International team will begin ISIS crimes investigation in 2019

By Khalid al-Taie


Iraqi specialists exhume a mass grave in Tikrit that contains the remains of military cadets massacred by ISIS at Camp Speicher in 2014. [Photo courtesy of the Iraqi Martyrs' Foundation]

Iraq's Independent High Commission for Human Rights on Friday (October 12th) said it expects the international team tasked with investigating the crimes of the "Islamic State of Iraq and Syria" (ISIS) in Iraq to begin its work early next year.

An international investigative team has been established, pursuant to UN Security Council Resolution 2379 of 2017, to support Iraqi efforts to hold ISIS to account for its crimes.

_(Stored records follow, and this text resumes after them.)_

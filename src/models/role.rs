//! Caller roles
//!
//! The role of the caller is established upstream (by the gateway that
//! authenticates the user); this crate only consumes it.

use serde::{Deserialize, Serialize};
use std::fmt;
use std::str::FromStr;

/// Role of the actor invoking an operation
#[derive(Debug, Clone, Copy, PartialEq, Eq, Hash, Serialize, Deserialize)]
#[serde(rename_all = "lowercase")]
pub enum ActorRole {
    /// Platform administrator
    Admin,
    /// Tutor running sessions
    Tutor,
    /// Student booking sessions
    Student,
}

impl fmt::Display for ActorRole {
    fn fmt(&self, f: &mut fmt::Formatter<'_>) -> fmt::Result {
        match self {
            ActorRole::Admin => write!(f, "admin"),
            ActorRole::Tutor => write!(f, "tutor"),
            ActorRole::Student => write!(f, "student"),
        }
    }
}

impl FromStr for ActorRole {
    type Err = anyhow::Error;

    fn from_str(s: &str) -> Result<Self, Self::Err> {
        match s.trim().to_lowercase().as_str() {
            "admin" => Ok(ActorRole::Admin),
            "tutor" => Ok(ActorRole::Tutor),
            "student" => Ok(ActorRole::Student),
            _ => Err(anyhow::anyhow!("Invalid actor role: {}", s)),
        }
    }
}

#[cfg(test)]
mod tests {
    use super::*;

    #[test]
    fn test_role_parse() {
        assert_eq!("Admin".parse::<ActorRole>().unwrap(), ActorRole::Admin);
        assert_eq!(" tutor ".parse::<ActorRole>().unwrap(), ActorRole::Tutor);
        assert_eq!("student".parse::<ActorRole>().unwrap(), ActorRole::Student);
        assert!("guest".parse::<ActorRole>().is_err());
    }
}
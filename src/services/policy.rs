//! Role-based access policy
//!
//! One table decides which actor roles may perform which session actions.
//! Callers check it before invoking the lifecycle service, which stays
//! role-agnostic.

use crate::models::{ActorRole, SessionStatus};

/// Something an actor wants to do to a session
#[derive(Debug, Clone, Copy, PartialEq, Eq)]
pub enum SessionAction {
    Read,
    Book,
    AssignTutor,
    Transition(SessionStatus),
}

impl std::fmt::Display for SessionAction {
    fn fmt(&self, f: &mut std::fmt::Formatter<'_>) -> std::fmt::Result {
        match self {
            SessionAction::Read => write!(f, "read sessions"),
            SessionAction::Book => write!(f, "book a session"),
            SessionAction::AssignTutor => write!(f, "assign a tutor"),
            SessionAction::Transition(to) => write!(f, "move a session to {}", to),
        }
    }
}

#[derive(Debug, thiserror::Error, PartialEq, Eq)]
pub enum PolicyError {
    #[error("Role '{role}' may not {action}")]
    Forbidden {
        role: ActorRole,
        action: SessionAction,
    },
}

/// Capability table for session actions
#[derive(Debug, Clone, Copy, Default)]
pub struct AccessPolicy;

impl AccessPolicy {
    pub fn new() -> Self {
        Self
    }

    /// Whether `role` may perform `action`
    pub fn allows(&self, role: ActorRole, action: SessionAction) -> bool {
        use ActorRole::*;
        match action {
            SessionAction::Read => true,
            SessionAction::Book => matches!(role, Admin | Student),
            SessionAction::AssignTutor => role == Admin,
            SessionAction::Transition(SessionStatus::Cancelled) => true,
            SessionAction::Transition(
                SessionStatus::Live | SessionStatus::Completed | SessionStatus::NoShow,
            ) => matches!(role, Admin | Tutor),
            // Nothing transitions into SCHEDULED; let the engine report it
            SessionAction::Transition(SessionStatus::Scheduled) => matches!(role, Admin | Tutor),
        }
    }

    /// Check `action` for `role`.
    ///
    /// # Errors
    /// Returns `PolicyError::Forbidden` when the role lacks the capability.
    pub fn authorize(&self, role: ActorRole, action: SessionAction) -> Result<(), PolicyError> {
        if self.allows(role, action) {
            Ok(())
        } else {
            tracing::debug!(%role, %action, "Access denied");
            Err(PolicyError::Forbidden { role, action })
        }
    }
}

#[cfg(test)]
mod tests {
    use super::*;

    const ROLES: [ActorRole; 3] = [ActorRole::Admin, ActorRole::Tutor, ActorRole::Student];

    fn allowed_roles(action: SessionAction) -> Vec<ActorRole> {
        let policy = AccessPolicy::new();
        ROLES
            .iter()
            .copied()
            .filter(|role| policy.allows(*role, action))
            .collect()
    }

    #[test]
    fn test_everyone_can_read() {
        assert_eq!(allowed_roles(SessionAction::Read), ROLES.to_vec());
    }

    #[test]
    fn test_booking_roles() {
        assert_eq!(
            allowed_roles(SessionAction::Book),
            vec![ActorRole::Admin, ActorRole::Student]
        );
    }

    #[test]
    fn test_only_admin_assigns_tutors() {
        assert_eq!(
            allowed_roles(SessionAction::AssignTutor),
            vec![ActorRole::Admin]
        );
    }

    #[test]
    fn test_transition_roles() {
        for to in [
            SessionStatus::Live,
            SessionStatus::Completed,
            SessionStatus::NoShow,
        ] {
            assert_eq!(
                allowed_roles(SessionAction::Transition(to)),
                vec![ActorRole::Admin, ActorRole::Tutor],
                "{}",
                to
            );
        }
        assert_eq!(
            allowed_roles(SessionAction::Transition(SessionStatus::Cancelled)),
            ROLES.to_vec()
        );
    }

    #[test]
    fn test_authorize_reports_role_and_action() {
        let err = AccessPolicy::new()
            .authorize(
                ActorRole::Student,
                SessionAction::Transition(SessionStatus::Live),
            )
            .unwrap_err();
        assert_eq!(
            err,
            PolicyError::Forbidden {
                role: ActorRole::Student,
                action: SessionAction::Transition(SessionStatus::Live),
            }
        );
        assert_eq!(err.to_string(), "Role 'student' may not move a session to LIVE");
    }
}
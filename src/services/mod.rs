//! Services layer - Business logic
//!
//! This module contains the business logic for tutoring sessions:
//! - `lifecycle`: the session state machine and its guarded writes
//! - `policy`: which roles may perform which session actions
//! - `sweeper`: the periodic no-show sweep

pub mod lifecycle;
pub mod policy;
pub mod sweeper;

pub use lifecycle::{
    get_valid_next_states, validate_session_transition, SessionLifecycleError,
    SessionLifecycleService,
};
pub use policy::{AccessPolicy, PolicyError, SessionAction};
pub use sweeper::{NoShowSweeper, SweepReport};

The team, headed by British human rights lawyer Karim Asad Ahmad Khan, has been tasked with collecting, preserving and storing evidence of acts that may amount to war crimes, crimes against humanity and genocide.

Khan made a preliminary visit to Iraq from August 6th to 14th, during which he met with a number of Iraqi officials.


A member of an Iraqi team collects a blood sample from a Yazidi woman as part of a mission to create a database to help identify Yazidi women murdered by ISIS in 2014 and buried in mass graves in Sinjar. [Photo courtesy of the Iraqi Martyrs' Foundation]

"He visited the Human Rights Commission's headquarters in Baghdad, and members of the commission expressed their readiness to co-operate with Khan and his team," commission spokesman Ali al-Bayati told Diyaruna.

"The commission will spare no effort to ensure the success of the UN envoy's mission," al-Bayati said, adding that it will provide the team with documents and evidence that implicate ISIS.

Mission will take at least 2 years

The team will have to complete some technical matters related to financial grants from the UN Security Council before beginning work, al-Bayati said.

The grants will allow the investigative team to set up its headquarters and hire additional members, he said, adding that "Iraqi experts in the fields of law, criminal investigation and forensic medicine" are expected to join the team.

The UN resolution has allocated two years to complete the mission, with the possibility of renewal, al-Bayati said.

"We expect that the work will take more than the allocated time," he said, as the matters to be addressed are numerous and complex.

"The investigation team will collect all documents related to major crimes and violations classified by international law as crimes of war, crimes against humanity and genocide," he said.

The team will investigate this evidence in co-operation with representatives of the relevant Iraqi authorities, al-Bayati added.

The task will require examining documented evidence of ISIS crimes and hearing the testimonies of eyewitnesses, survivors and victims' families in order to establish transitional justice, he said.

"Achieving that goal and giving people their rights is an essential step in establishing the foundations of peace, reconciliation and stability," he said.